12 Mai 2018
A Pecém Agroindustrial S.A é uma das empresas do Grupo Ypióca. Localizada em Aquiraz, município situado a 32 km de Fortaleza (CE), a empresa produz papel e papelão; assim como no caso da cachaça, carro chefe do grupo desde o século XIX, a água é a matéria-prima na produção de 70 toneladas por dia em bobinas de papel. Alegando prejuízo a este negócio lucrativo, a empresa lutou na Justiça Federal pela anulação da Terra Indígena Lagoa da Encantada, do povo Jenipapo Kanindé. Perdeu em todas as instâncias, até a derrota definitiva no Supremo Tribunal Federal (STF), em 5 de setembro de 2017. Os indígenas sequer tomaram conhecimento do julgamento em curso, mas agora “não há mais nada que impeça a homologação e a retirada dos posseiros. Para a gente o mais importante é que a Lagoa da Encantada e suas águas estejam protegidas”, explica a cacique Pequena Jenipapo Kanindé.
A reportagem é de Renato Santana, publicada por Jornal Porantim e reproduzida por Cimi, 11-05-2018.
O Grupo Ypióca argumentou, em todo o percurso processual, que ainda contou com acachapante derrota no Superior Tribunal de Justiça (STJ), que as partes interessadas não tinham sido ouvidas pela Fundação Nacional do Índio (Funai).
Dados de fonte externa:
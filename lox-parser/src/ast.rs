//! Abstract syntax tree nodes.
//!
//! Every node owns its children. There is no sharing between trees and no node is mutated once
//! the parser has returned it.

use crate::lexer::Token;

#[derive(Debug, Clone, PartialEq)]
pub enum Expr {
    StringLit(String),
    NumberLit(f64),
    BoolLit(bool),
    NilLit,
    /// A prefix expression (e.g. `-a` or `!b`).
    Unary { op: Token, arg: Box<Expr> },
    /// A binary expression (e.g. `1+1`). The comma operator is a binary expression too.
    Binary {
        lhs: Box<Expr>,
        op: Token,
        rhs: Box<Expr>,
    },
    /// A ternary conditional (e.g. `a ? b : c`).
    Conditional {
        condition: Box<Expr>,
        then_branch: Box<Expr>,
        else_branch: Box<Expr>,
    },
    /// A parenthesized expression (e.g. `(a)`).
    Grouping(Box<Expr>),
    /// An identifier (e.g. `foo`).
    Variable(Token),
    /// An assignment (e.g. `a = 1`). `name` is always an identifier token.
    Assign { name: Token, value: Box<Expr> },
    /// A short-circuiting `and` / `or`.
    Logical {
        lhs: Box<Expr>,
        op: Token,
        rhs: Box<Expr>,
    },
    /// The missing operand of a binary operator with no left-hand side (e.g. `== 1`).
    /// Only produced after an error has been reported.
    Error,
}

#[derive(Debug, Clone, PartialEq)]
pub enum Stmt {
    /// An expression followed by `;`.
    Expr(Expr),
    Print(Expr),
    /// `var name = initializer;` with an optional initializer.
    VarDeclaration {
        name: Token,
        initializer: Option<Expr>,
    },
    Block(Vec<Stmt>),
    If {
        condition: Expr,
        then_branch: Box<Stmt>,
        else_branch: Option<Box<Stmt>>,
    },
    /// `while` loop. `for` loops are desugared into this.
    While { condition: Expr, body: Box<Stmt> },
}

impl Expr {
    pub fn binary(lhs: Expr, op: Token, rhs: Expr) -> Self {
        Expr::Binary {
            lhs: Box::new(lhs),
            op,
            rhs: Box::new(rhs),
        }
    }

    pub fn logical(lhs: Expr, op: Token, rhs: Expr) -> Self {
        Expr::Logical {
            lhs: Box::new(lhs),
            op,
            rhs: Box::new(rhs),
        }
    }
}
// src/metrics.rs
use axum::{routing::get, Router};
use metrics::{describe_counter, describe_gauge};
use metrics_exporter_prometheus::{PrometheusBuilder, PrometheusHandle};
use once_cell::sync::OnceCell;

/// One-time metrics registration (so series show up on /metrics).
pub fn describe_metrics() {
    static ONCE: OnceCell<()> = OnceCell::new();
    ONCE.get_or_init(|| {
        describe_counter!("ingest_runs_total", "Ingestion runs started.");
        describe_counter!("ingest_tasks_done_total", "Tasks completed by ingestion runs.");
        describe_counter!("ingest_tasks_failed_total", "Tasks failed by ingestion runs.");
        describe_counter!(
            "ingest_run_timeouts_total",
            "Ingestion runs cut off by the run timeout."
        );
        describe_counter!("queue_enqueued_total", "Tasks inserted or requeued.");
        describe_counter!("queue_claimed_total", "Tasks claimed into processing.");
        describe_counter!("queue_done_total", "Tasks marked done.");
        describe_counter!("queue_failed_total", "Tasks marked failed.");
        describe_counter!("queue_cooldowns_total", "Per-task cooldowns applied.");
        describe_counter!("limiter_leases_granted_total", "Rate limiter leases granted.");
        describe_counter!(
            "limiter_quota_exhausted_total",
            "Lease attempts rejected by the daily quota."
        );
        describe_counter!("vendor_throttled_total", "Vendor throttling signals observed.");
        describe_counter!("catalog_merges_total", "Records merged into the catalog.");
        describe_counter!("refresh_scans_total", "Staleness scans performed.");
        describe_counter!(
            "housekeeping_reclaimed_total",
            "Stuck tasks reclaimed by housekeeping."
        );
        describe_counter!(
            "housekeeping_failed_total",
            "Tasks failed by housekeeping for exceeding max attempts."
        );
        describe_gauge!("refresh_last_scan_ts", "Unix ts of the last staleness scan.");
        describe_gauge!("queue_queued", "Tasks currently waiting in the queue.");
    });
}

pub struct Metrics {
    pub handle: PrometheusHandle,
}

impl Metrics {
    /// Initialize the Prometheus recorder and register series metadata.
    pub fn init() -> Self {
        let handle = PrometheusBuilder::new()
            .install_recorder()
            .expect("prometheus: install recorder");
        describe_metrics();
        Self { handle }
    }

    /// Returns a router exposing `/metrics` with the Prometheus exposition format.
    pub fn router(&self) -> Router {
        let handle = self.handle.clone();
        Router::new().route(
            "/metrics",
            get(move || {
                let h = handle.clone();
                async move { h.render() }
            }),
        )
    }
}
A “injustiça” reclamada, no entanto, era nada mais do que uma construção narrativa usada para o grupo seguir exaurindo as águas situadas na terra Jenipapo Kanindé, com destaque para a Lagoa da Encantada – local sagrado para o povo. A Lagoa secou entre 2009 e 2010 devido às investidas depredatórias provocadas pelas necessidades de produção da Pecém Agroindustrial. A lagoa passou a se recuperar nesta década, quando os indígenas enfrentaram o poder econômico e político da Ypióca impedindo a retirada de água. A resposta veio com a criminalização de lideranças e apoiadores, envolvendo jornalistas e pesquisadores acadêmicos.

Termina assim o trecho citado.